"The Paramount Pictures release is set in Ohio in 1979 and introduces a troupe of six youngsters who are using a Super 8 camera to make their own zombie movie. One fateful night, their project takes them to a lonely stretch of rural railroad tracks and, as the camera rolls, calamity strikes - a truck collides with an oncoming locomotive and a hellacious derailment fills the night with screaming metal and raining fire. Then something emerges from the wreckage, something decidedly inhuman."
The director also revealed he wanted to keep the shroud of secrecy around Super 8, although he realized that the movie, which will open on June 10, will be released in a competitive time frame and he doesn't want Super 8 to be overshadowed.
"To me, all people need to know is that it's an adventure about a small town and it's funny, it's sweet, it's scary and there's a mystery: What is this thing that has escaped? What are the ramifications of its presence? And what is the effect on people? But I know that's not enough. Look, I feel we need a little bit of a coming-out party because we are up against massive franchises and brands and most people don't know what Super 8 means. We're a complete anomaly in a summer of huge films ... and we don't want to be so silent or coy that people don't care or don't hear about it."
J.J. Abrams also spoke about the unique father-son element of the movie:
"This is a movie about overcoming loss and finding your way again and finding your own voice.
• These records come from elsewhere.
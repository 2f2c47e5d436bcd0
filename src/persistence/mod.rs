//! Versioned JSON files on disk
//!
//! Features:
//! - Versioned JSON envelope
//! - Atomic replace (write tmp, then rename over the old file)
//! - Typed errors; callers decide whether to fall back to defaults

use std::fs;
use std::io;
use std::path::{Path, PathBuf};

use serde::de::DeserializeOwned;
use serde::{Deserialize, Serialize};
use thiserror::Error;

/// Current envelope format version
pub const FORMAT_VERSION: u32 = 1;

/// Persistence errors
#[derive(Debug, Error)]
pub enum PersistError {
    #[error("IO error: {0}")]
    Io(#[from] io::Error),

    #[error("JSON error: {0}")]
    Json(#[from] serde_json::Error),

    #[error("Unsupported format version {found} (expected {expected})")]
    UnsupportedVersion { found: u32, expected: u32 },
}

/// Result type for persistence operations
pub type Result<T> = std::result::Result<T, PersistError>;

/// On-disk wrapper around a payload
#[derive(Debug, Serialize, Deserialize)]
struct Envelope<T> {
    version: u32,
    payload: T,
}

/// Read and unwrap a payload written by [`save`]
pub fn load<T: DeserializeOwned>(path: &Path) -> Result<T> {
    let text = fs::read_to_string(path)?;
    let envelope: Envelope<T> = serde_json::from_str(&text)?;
    if envelope.version != FORMAT_VERSION {
        return Err(PersistError::UnsupportedVersion {
            found: envelope.version,
            expected: FORMAT_VERSION,
        });
    }
    Ok(envelope.payload)
}

/// Wrap and write a payload, replacing any previous file atomically
pub fn save<T: Serialize>(path: &Path, payload: &T) -> Result<()> {
    if let Some(parent) = path.parent().filter(|p| !p.as_os_str().is_empty()) {
        fs::create_dir_all(parent)?;
    }
    let envelope = Envelope {
        version: FORMAT_VERSION,
        payload,
    };
    let json = serde_json::to_string_pretty(&envelope)?;
    let tmp = tmp_path(path);
    fs::write(&tmp, json)?;
    fs::rename(&tmp, path)?;
    log::debug!("saved {}", path.display());
    Ok(())
}

fn tmp_path(path: &Path) -> PathBuf {
    let mut name = path.file_name().map(|n| n.to_os_string()).unwrap_or_default();
    name.push(".tmp");
    path.with_file_name(name)
}
impl Player {
    pub fn new(pos: Vec2, best_ever: f32, now: f64, particle_scale: f32, rng: &mut Pcg32) -> Self {
        let mut player = Self {
            size: PLAYER_SIZE,
            bearing: 0.0,
            accel: PLAYER_ACCEL,
            rotation_step: PLAYER_ROTATION_STEP,
            loadout: Loadout::default(),
            controls: Controls::default(),
            score: PLAYER_START_SCORE,
            highest_this_round: PLAYER_START_SCORE,
            best_ever,
            score_multiplier: 1.0,
            spree_start: f64::NEG_INFINITY,
            spree_window: SPREE_WINDOW_MS / 1000.0,
            last_shot: now,
            last_popup: now,
            lost: false,
            paused: false,
            tutorial_pending: false,
            modifiers: Vec::new(),
            exhaust: ParticleEmitter::new(ENGINE_EXHAUST.scaled(particle_scale), pos, now, rng),
            muzzle: ParticleEmitter::new(MUZZLE_FLASH.scaled(particle_scale), pos, now, rng),
        };
        if player.highest_this_round > player.best_ever {
            player.best_ever = player.highest_this_round;
        }
        player
    }

    /// Body for a player centred in a wrap-clipped screen
    pub fn body(resolution: Vec2) -> Body {
        Body::new(resolution / 2.0)
            .with_friction(PLAYER_FRICTION)
            .with_clip(ClipRegion::wrap(Vec2::ZERO, resolution))
            .with_render_bounds(Some(Bounds::square(PLAYER_RENDER_EXTENT)))
    }

    /// Install a modifier and apply its one-time effect; returns its slot
    pub fn add_modifier(&mut self, modifier: Modifier) -> usize {
        modifier.initialize(&mut self.loadout);
        self.modifiers.push(modifier);
        self.modifiers.len() - 1
    }

    /// Replace the modifier in `slot` with its next tier, in place
    pub fn upgrade_modifier(&mut self, slot: usize) -> Option<&Modifier> {
        let next = self.modifiers.get(slot)?.upgrade();
        next.initialize(&mut self.loadout);
        self.modifiers[slot] = next;
        self.modifiers.get(slot)
    }

    /// Rate-limited toast; `force` skips the interval check
    pub fn popup(&mut self, ctx: &mut TickContext<'_>, text: impl Into<String>, force: bool) {
        if force || ctx.now >= self.last_popup + POPUP_INTERVAL_MS / 1000.0 {
            ctx.emit(GameEvent::Toast(text.into()));
            self.last_popup = ctx.now;
        }
    }

    /// Score a kill against an asteroid of the given sizes (before halving).
    ///
    /// Returns the new multiplier when the kill extended a spree.
    pub fn register_kill(&mut self, now: f64, max_size: f32, size: f32) -> Option<f32> {
        let extended = now < self.spree_start + self.spree_window;
        if extended {
            self.score_multiplier = (self.score_multiplier + 1.0).min(MAX_SCORE_MULTIPLIER);
        } else {
            self.score_multiplier = 1.0;
        }
        self.spree_start = now;
        self.score += (max_size - size + 1.0) * self.score_multiplier;
        extended.then_some(self.score_multiplier)
    }

    pub fn notify(&mut self, event: &InputEvent) {
        for modifier in &self.modifiers {
            modifier.notify(event);
        }
        match *event {
            InputEvent::Pressed(key) => match key {
                Key::Thrust => self.controls.thrust = self.accel,
                Key::Reverse => self.controls.thrust = -self.accel,
                Key::RotateLeft => self.controls.turn = -self.rotation_step,
                Key::RotateRight => self.controls.turn = self.rotation_step,
                Key::Fire => self.controls.fire = true,
                Key::Pause => self.paused = true,
                _ => {}
            },
            InputEvent::Released(key) => match key {
                Key::Thrust | Key::Reverse => self.controls.thrust = 0.0,
                Key::RotateLeft | Key::RotateRight => self.controls.turn = 0.0,
                Key::Fire => self.controls.fire = false,
                _ => {}
            },
        }
    }

    pub fn think(&mut self, id: EntityId, body: &mut Body, others: &mut Others<'_>, ctx: &mut TickContext<'_>) {
        if self.tutorial_pending {
            self.tutorial_pending = false;
            for tip in TUTORIAL_TIPS {
                ctx.open_prompt(Prompt::acknowledge(tip, PromptAction::Tutorial));
            }
            ctx.emit(GameEvent::TutorialFinished);
        }
        if self.paused {
            self.paused = false;
            ctx.open_prompt(Prompt::acknowledge(
                "The game is paused, press OK to continue!",
                PromptAction::Resume,
            ));
        }
        if self.lost {
            ctx.reset_requested = true;
            return;
        }

        for modifier in &self.modifiers {
            modifier.per_tick(body, &mut self.score, others);
        }

        self.track_high_score(ctx);
        self.try_fire(id, body, ctx);

        body.accelerate(self.bearing, self.controls.thrust);
        self.score -= self.loadout.fuel_cost * self.controls.thrust.abs();
        self.bearing = normalize_angle(self.bearing + self.controls.turn);

        self.exhaust.pos = body.pos;
        self.exhaust
            .set_direction(self.bearing + PI, 5.0 * self.controls.thrust);
        self.exhaust.think(ctx.now, ctx.rng);
        self.muzzle.think(ctx.now, ctx.rng);

        if touches_any_asteroid(body.pos, self.size, others) {
            self.lose("hit an asteroid");
        }
        if self.score <= 0.0 {
            self.lose("ran out of score");
        }
    }

    fn lose(&mut self, reason: &str) {
        if !self.lost {
            log::info!("player lost: {} (score {:.1})", reason, self.score);
        }
        self.lost = true;
    }

    fn track_high_score(&mut self, ctx: &mut TickContext<'_>) {
        if self.score <= self.highest_this_round {
            return;
        }
        let mut text = String::from("Woot! New high score for this round!");
        self.highest_this_round = self.score;
        if self.highest_this_round > self.best_ever {
            text.push_str(&format!(
                " You beat the best score ever! Bonus {} points!",
                BEST_SCORE_BONUS
            ));
            self.score += BEST_SCORE_BONUS;
            self.highest_this_round += BEST_SCORE_BONUS;
            self.best_ever = self.highest_this_round;
            ctx.emit(GameEvent::BestScore(self.best_ever));
        }
        self.popup(ctx, text, false);
    }

    fn try_fire(&mut self, id: EntityId, body: &mut Body, ctx: &mut TickContext<'_>) {
        if !self.controls.fire
            || ctx.now < self.last_shot + self.loadout.shot_delay_ms as f64 / 1000.0
        {
            return;
        }
        self.last_shot = ctx.now;
        self.score -= SHOT_COST;
        if !self.loadout.automatic_fire {
            self.controls.fire = false;
        }

        let bullet_id = ctx.alloc_id();
        let resolution = ctx.settings.resolution();
        let bullet = Bullet::spawn(
            bullet_id,
            id,
            body.pos,
            body.vel,
            self.bearing,
            &self.loadout,
            ClipRegion::wrap(Vec2::ZERO, resolution),
            ctx.now,
            ctx.settings.particle_scale(),
            ctx.rng,
        );
        ctx.spawn(bullet);

        // Recoil
        body.accelerate(self.bearing, -self.accel * 2.0);

        let sparks = ctx.rng.random_range(MUZZLE_BURST.0..=MUZZLE_BURST.1);
        self.muzzle
            .burst(body.pos, sparks, MUZZLE_POWER, ctx.now, ctx.rng);
    }
}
A boy whose lost his mother and the man whose lost his wife. There's this father who, because of the era, never really had to be the parent. He's a good man, he works hard, he's a deputy in the town, but he's never stepped up as father."
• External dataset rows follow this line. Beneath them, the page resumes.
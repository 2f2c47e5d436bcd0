//! Bullets: short-lived projectiles that split asteroids and score kills

use std::f32::consts::PI;

use glam::Vec2;
use rand_pcg::Pcg32;

use super::asteroid::shatter;
use super::body::{Body, Bounds, ClipRegion};
use super::collision::first_asteroid_hit;
use super::entity::{Entity, EntityId, EntityKind, Others, TickContext};
use super::marker::MultiplierMarker;
use super::particles::{BULLET_TRAIL, ParticleEmitter};
use super::player::Loadout;
use crate::consts::BULLET_LIFESPAN_MS;
use crate::polar_to_cartesian;

#[derive(Debug, Clone)]
pub struct Bullet {
    pub size: f32,
    pub bearing: f32,
    pub born_at: f64,
    /// Lifetime in seconds
    pub lifespan: f64,
    /// Ship credited with kills
    pub owner: EntityId,
    pub trail: ParticleEmitter,
}

impl Bullet {
    /// Build a bullet leaving `pos` along `bearing`, carrying the shooter's velocity
    #[allow(clippy::too_many_arguments)]
    pub fn spawn(
        id: EntityId,
        owner: EntityId,
        pos: Vec2,
        shooter_vel: Vec2,
        bearing: f32,
        loadout: &Loadout,
        clip: ClipRegion,
        now: f64,
        particle_scale: f32,
        rng: &mut Pcg32,
    ) -> Entity {
        let bullet = Self {
            size: loadout.bullet_size,
            bearing,
            born_at: now,
            lifespan: BULLET_LIFESPAN_MS / 1000.0,
            owner,
            trail: ParticleEmitter::new(BULLET_TRAIL.scaled(particle_scale), pos, now, rng),
        };
        let body = Body::new(pos)
            .with_velocity(polar_to_cartesian(loadout.bullet_speed, bearing) + shooter_vel)
            .with_clip(clip)
            .with_render_bounds(Some(Bounds::square(loadout.bullet_size)));
        Entity::new(id, body, EntityKind::Bullet(bullet))
    }

    pub fn think(&mut self, body: &mut Body, others: &mut Others<'_>, ctx: &mut TickContext<'_>) {
        if ctx.now >= self.born_at + self.lifespan {
            body.remove = true;
            return;
        }

        self.trail.pos = body.pos;
        self.trail.set_direction(self.bearing + PI, 1.0);
        self.trail.think(ctx.now, ctx.rng);

        let Some(target) = first_asteroid_hit(body.pos, self.size, others) else {
            return;
        };
        self.resolve_hit(target, others, ctx);
        body.remove = true;
    }

    /// Credit the owner, then split or destroy the target
    fn resolve_hit(&self, target: EntityId, others: &mut Others<'_>, ctx: &mut TickContext<'_>) {
        let Some((max_size, size)) = others
            .get(target)
            .and_then(|e| e.as_asteroid())
            .map(|a| (a.max_size, a.size))
        else {
            return;
        };

        if let Some(owner) = others.get_mut(self.owner) {
            let owner_pos = owner.body.pos;
            if let Some(player) = owner.as_player_mut() {
                if let Some(multiplier) = player.register_kill(ctx.now, max_size, size) {
                    let id = ctx.alloc_id();
                    let marker = MultiplierMarker::spawn(id, owner_pos, multiplier, ctx.now, ctx.rng);
                    ctx.spawn(marker);
                }
            }
        }

        if let Some(asteroid) = others.get_mut(target) {
            if let Some(fragment) = shatter(asteroid, ctx) {
                ctx.spawn(fragment);
            }
        }
    }
}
"It was a little bit like being a parent where you kind of have to herd this group. They were all incredibly distinct and just amazing to work with. Two of the main kids had never been on the set of anything before. I have to tell you after the first day or two I was horrified. It just took them 48 hours, though, to go from being complete neophytes to being on their way. It was incredible to watch and as scary as it was for me I can't imagine how scary it was for them."